START Supplied data

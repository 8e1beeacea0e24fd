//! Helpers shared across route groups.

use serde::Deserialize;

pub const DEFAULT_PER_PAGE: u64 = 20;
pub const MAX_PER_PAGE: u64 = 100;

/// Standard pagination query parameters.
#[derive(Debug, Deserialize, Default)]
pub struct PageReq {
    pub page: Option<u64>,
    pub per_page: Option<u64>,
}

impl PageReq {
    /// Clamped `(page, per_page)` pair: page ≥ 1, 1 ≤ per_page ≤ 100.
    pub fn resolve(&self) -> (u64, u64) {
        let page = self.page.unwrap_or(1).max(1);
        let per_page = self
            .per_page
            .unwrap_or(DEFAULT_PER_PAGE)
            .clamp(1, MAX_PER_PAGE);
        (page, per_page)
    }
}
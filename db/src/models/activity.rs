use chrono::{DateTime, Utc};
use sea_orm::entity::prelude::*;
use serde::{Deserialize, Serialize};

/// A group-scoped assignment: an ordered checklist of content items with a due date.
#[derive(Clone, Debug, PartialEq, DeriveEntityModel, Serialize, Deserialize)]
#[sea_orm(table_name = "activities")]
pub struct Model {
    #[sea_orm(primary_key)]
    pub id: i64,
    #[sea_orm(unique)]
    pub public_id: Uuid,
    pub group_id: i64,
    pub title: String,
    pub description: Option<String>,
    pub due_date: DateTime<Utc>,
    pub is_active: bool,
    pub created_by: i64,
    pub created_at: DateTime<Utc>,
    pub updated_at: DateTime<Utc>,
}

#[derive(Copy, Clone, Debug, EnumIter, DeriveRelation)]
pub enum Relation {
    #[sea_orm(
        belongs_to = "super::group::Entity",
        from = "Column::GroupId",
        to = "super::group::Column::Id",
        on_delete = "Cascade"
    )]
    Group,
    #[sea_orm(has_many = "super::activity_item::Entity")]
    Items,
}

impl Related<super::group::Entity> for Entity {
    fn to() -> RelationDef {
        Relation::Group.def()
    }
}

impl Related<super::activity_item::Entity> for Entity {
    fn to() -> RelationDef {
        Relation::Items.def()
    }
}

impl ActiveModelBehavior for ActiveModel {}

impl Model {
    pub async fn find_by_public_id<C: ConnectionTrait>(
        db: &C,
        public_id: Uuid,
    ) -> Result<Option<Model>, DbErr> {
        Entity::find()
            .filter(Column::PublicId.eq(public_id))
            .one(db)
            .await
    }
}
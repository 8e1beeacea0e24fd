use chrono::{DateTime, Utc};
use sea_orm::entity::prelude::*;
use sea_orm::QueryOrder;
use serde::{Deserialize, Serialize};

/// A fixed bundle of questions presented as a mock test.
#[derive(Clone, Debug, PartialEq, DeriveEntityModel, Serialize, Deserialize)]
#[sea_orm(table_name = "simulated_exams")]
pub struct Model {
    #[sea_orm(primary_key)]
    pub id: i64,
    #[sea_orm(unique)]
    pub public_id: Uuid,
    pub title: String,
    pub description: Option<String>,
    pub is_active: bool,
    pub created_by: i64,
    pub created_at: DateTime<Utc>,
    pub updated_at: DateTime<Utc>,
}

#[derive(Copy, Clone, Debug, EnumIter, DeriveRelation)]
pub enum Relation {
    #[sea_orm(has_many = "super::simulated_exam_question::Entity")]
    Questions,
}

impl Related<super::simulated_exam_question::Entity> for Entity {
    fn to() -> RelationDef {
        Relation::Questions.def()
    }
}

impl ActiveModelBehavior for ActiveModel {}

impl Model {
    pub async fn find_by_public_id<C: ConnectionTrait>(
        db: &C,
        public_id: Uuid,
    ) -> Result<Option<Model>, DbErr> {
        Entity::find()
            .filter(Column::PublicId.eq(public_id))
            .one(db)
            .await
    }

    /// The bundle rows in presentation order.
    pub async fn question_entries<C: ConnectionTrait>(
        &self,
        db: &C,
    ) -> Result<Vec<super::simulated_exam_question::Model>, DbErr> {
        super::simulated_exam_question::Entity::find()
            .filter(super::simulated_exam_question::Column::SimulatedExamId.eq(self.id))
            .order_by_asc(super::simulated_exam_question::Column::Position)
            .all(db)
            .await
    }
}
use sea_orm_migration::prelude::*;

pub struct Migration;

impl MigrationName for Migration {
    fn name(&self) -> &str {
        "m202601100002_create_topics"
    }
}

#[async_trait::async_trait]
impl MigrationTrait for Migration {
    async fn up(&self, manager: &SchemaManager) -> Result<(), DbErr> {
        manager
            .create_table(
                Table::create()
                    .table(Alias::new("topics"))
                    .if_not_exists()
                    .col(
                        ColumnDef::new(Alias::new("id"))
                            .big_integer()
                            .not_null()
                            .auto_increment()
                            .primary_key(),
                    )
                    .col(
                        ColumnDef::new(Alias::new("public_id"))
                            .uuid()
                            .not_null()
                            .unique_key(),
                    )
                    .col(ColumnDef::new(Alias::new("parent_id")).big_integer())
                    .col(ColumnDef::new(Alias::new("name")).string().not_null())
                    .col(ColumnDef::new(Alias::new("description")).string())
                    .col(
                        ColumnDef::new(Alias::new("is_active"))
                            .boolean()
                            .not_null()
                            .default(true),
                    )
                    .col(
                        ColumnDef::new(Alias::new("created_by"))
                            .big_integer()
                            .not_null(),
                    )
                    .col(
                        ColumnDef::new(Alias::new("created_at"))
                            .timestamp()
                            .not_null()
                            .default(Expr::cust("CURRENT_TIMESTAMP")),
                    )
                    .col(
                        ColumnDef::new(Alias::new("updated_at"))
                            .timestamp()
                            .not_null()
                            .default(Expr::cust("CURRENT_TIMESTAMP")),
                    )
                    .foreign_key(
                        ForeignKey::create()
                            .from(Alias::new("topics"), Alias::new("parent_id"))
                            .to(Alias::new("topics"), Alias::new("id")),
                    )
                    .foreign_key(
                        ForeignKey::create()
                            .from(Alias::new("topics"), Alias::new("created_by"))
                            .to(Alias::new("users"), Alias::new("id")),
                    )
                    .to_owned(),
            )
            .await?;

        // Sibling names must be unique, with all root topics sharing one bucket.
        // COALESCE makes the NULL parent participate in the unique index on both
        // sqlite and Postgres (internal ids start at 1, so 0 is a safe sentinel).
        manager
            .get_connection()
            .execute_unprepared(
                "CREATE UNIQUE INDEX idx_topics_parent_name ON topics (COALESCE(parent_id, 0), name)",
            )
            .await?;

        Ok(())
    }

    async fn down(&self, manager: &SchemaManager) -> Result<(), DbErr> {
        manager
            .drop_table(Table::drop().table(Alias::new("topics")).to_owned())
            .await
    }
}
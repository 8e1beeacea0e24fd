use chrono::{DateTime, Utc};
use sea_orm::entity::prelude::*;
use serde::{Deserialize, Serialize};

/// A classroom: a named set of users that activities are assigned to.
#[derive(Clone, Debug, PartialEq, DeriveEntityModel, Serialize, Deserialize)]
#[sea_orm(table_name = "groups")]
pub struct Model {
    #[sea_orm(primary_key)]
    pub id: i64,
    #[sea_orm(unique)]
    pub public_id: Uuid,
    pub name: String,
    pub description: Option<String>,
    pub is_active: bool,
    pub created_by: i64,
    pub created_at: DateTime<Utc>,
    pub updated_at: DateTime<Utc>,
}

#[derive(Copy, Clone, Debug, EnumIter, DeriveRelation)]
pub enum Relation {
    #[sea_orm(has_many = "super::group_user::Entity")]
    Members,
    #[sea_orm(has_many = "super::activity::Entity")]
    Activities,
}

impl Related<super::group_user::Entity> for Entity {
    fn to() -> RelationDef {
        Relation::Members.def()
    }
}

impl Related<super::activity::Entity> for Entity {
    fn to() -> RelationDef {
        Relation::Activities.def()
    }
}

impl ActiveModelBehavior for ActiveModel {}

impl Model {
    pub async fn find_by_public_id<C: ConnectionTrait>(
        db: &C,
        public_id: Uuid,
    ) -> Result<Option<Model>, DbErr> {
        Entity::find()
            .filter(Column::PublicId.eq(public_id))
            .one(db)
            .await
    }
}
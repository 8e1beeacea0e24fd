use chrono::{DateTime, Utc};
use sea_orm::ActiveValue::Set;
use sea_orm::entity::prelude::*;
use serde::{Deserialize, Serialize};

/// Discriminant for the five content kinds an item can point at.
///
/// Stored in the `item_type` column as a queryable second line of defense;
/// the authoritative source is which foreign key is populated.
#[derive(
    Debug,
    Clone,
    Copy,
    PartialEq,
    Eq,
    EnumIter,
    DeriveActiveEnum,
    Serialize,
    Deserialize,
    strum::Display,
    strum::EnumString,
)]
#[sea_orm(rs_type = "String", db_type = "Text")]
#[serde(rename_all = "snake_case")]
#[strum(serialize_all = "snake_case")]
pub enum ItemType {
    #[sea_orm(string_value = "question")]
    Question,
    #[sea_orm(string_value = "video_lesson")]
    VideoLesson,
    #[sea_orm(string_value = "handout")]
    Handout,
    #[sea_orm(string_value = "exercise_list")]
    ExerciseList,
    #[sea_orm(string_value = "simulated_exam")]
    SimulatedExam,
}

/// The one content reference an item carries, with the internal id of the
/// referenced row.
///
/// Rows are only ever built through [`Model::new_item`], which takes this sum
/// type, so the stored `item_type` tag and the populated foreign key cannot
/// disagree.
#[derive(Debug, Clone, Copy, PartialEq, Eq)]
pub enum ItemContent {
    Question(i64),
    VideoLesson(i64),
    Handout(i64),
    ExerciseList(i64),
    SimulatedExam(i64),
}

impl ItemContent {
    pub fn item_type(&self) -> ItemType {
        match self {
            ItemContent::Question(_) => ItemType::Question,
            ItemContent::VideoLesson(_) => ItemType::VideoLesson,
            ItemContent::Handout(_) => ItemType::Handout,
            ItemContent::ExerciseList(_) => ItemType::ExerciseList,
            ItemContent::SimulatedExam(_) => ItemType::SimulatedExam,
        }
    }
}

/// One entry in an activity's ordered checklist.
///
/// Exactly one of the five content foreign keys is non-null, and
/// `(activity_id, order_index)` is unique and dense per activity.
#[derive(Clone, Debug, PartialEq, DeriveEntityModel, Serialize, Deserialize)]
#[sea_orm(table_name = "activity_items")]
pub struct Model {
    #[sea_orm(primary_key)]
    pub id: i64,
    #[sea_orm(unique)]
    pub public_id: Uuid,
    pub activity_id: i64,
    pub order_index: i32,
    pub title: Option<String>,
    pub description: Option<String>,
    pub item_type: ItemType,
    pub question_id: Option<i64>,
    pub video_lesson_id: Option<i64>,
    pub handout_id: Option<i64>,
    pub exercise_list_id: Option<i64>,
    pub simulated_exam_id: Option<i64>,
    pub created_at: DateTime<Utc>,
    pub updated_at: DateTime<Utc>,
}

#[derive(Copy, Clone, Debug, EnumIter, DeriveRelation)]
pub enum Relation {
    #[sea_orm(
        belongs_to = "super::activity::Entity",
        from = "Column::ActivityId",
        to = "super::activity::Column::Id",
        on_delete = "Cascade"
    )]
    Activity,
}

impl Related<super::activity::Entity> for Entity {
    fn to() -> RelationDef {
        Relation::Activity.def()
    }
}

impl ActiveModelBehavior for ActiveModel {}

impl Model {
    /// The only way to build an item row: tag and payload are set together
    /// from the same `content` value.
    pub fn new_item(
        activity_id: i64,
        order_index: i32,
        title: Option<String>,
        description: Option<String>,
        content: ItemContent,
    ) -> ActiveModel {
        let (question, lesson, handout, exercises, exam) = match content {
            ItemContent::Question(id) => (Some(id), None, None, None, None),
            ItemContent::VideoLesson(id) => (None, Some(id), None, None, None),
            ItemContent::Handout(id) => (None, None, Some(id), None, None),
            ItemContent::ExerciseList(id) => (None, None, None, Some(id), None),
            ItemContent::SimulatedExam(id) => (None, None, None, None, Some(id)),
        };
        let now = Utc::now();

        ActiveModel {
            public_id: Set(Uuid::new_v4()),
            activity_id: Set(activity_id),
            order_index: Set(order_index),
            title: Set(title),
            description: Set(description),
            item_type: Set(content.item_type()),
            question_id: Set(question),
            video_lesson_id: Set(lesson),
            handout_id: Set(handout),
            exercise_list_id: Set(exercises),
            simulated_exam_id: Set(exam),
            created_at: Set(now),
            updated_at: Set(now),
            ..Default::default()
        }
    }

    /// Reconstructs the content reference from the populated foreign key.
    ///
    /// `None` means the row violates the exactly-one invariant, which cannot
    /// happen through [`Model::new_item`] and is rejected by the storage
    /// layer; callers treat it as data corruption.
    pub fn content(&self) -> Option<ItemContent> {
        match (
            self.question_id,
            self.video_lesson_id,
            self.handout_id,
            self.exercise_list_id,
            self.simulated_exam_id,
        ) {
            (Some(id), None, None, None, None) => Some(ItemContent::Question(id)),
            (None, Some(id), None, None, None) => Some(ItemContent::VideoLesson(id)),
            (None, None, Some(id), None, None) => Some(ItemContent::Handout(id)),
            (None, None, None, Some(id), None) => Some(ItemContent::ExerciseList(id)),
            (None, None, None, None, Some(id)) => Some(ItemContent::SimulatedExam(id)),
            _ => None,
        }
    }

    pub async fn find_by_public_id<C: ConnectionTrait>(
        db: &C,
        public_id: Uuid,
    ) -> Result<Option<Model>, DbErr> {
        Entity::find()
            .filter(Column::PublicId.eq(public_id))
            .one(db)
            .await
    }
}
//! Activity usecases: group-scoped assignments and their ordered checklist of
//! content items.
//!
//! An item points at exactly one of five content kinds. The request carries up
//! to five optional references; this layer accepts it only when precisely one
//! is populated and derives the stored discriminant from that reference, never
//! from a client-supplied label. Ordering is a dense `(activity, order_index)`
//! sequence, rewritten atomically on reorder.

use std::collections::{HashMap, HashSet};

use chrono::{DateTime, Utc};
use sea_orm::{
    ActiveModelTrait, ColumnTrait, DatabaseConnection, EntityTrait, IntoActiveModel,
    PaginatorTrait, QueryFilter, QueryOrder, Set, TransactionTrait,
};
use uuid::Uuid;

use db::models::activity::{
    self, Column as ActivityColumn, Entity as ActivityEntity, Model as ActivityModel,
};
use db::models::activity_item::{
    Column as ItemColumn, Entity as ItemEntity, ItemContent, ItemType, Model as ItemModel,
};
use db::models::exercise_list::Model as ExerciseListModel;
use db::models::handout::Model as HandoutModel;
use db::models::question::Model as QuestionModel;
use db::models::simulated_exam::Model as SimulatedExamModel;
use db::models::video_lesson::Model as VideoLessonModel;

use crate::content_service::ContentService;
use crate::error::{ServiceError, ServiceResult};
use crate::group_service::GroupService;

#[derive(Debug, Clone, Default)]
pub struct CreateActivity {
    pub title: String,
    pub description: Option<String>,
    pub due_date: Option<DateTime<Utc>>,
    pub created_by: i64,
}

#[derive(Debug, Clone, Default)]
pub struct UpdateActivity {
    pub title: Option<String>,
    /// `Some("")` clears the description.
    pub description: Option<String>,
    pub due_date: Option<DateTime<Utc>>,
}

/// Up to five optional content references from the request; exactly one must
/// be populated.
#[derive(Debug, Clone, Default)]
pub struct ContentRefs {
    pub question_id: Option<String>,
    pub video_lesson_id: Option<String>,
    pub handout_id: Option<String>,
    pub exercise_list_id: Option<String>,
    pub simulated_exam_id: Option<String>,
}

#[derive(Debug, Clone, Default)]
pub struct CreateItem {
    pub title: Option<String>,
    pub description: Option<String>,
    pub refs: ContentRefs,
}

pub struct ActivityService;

END Supplied data

• [Aim of the exercise] From the data above, copy out every line with the string "that" in it.

• [Result of this exercise]
/// A classroom: a named set of users that activities are assigned to.
//! is populated and derives the stored discriminant from that reference, never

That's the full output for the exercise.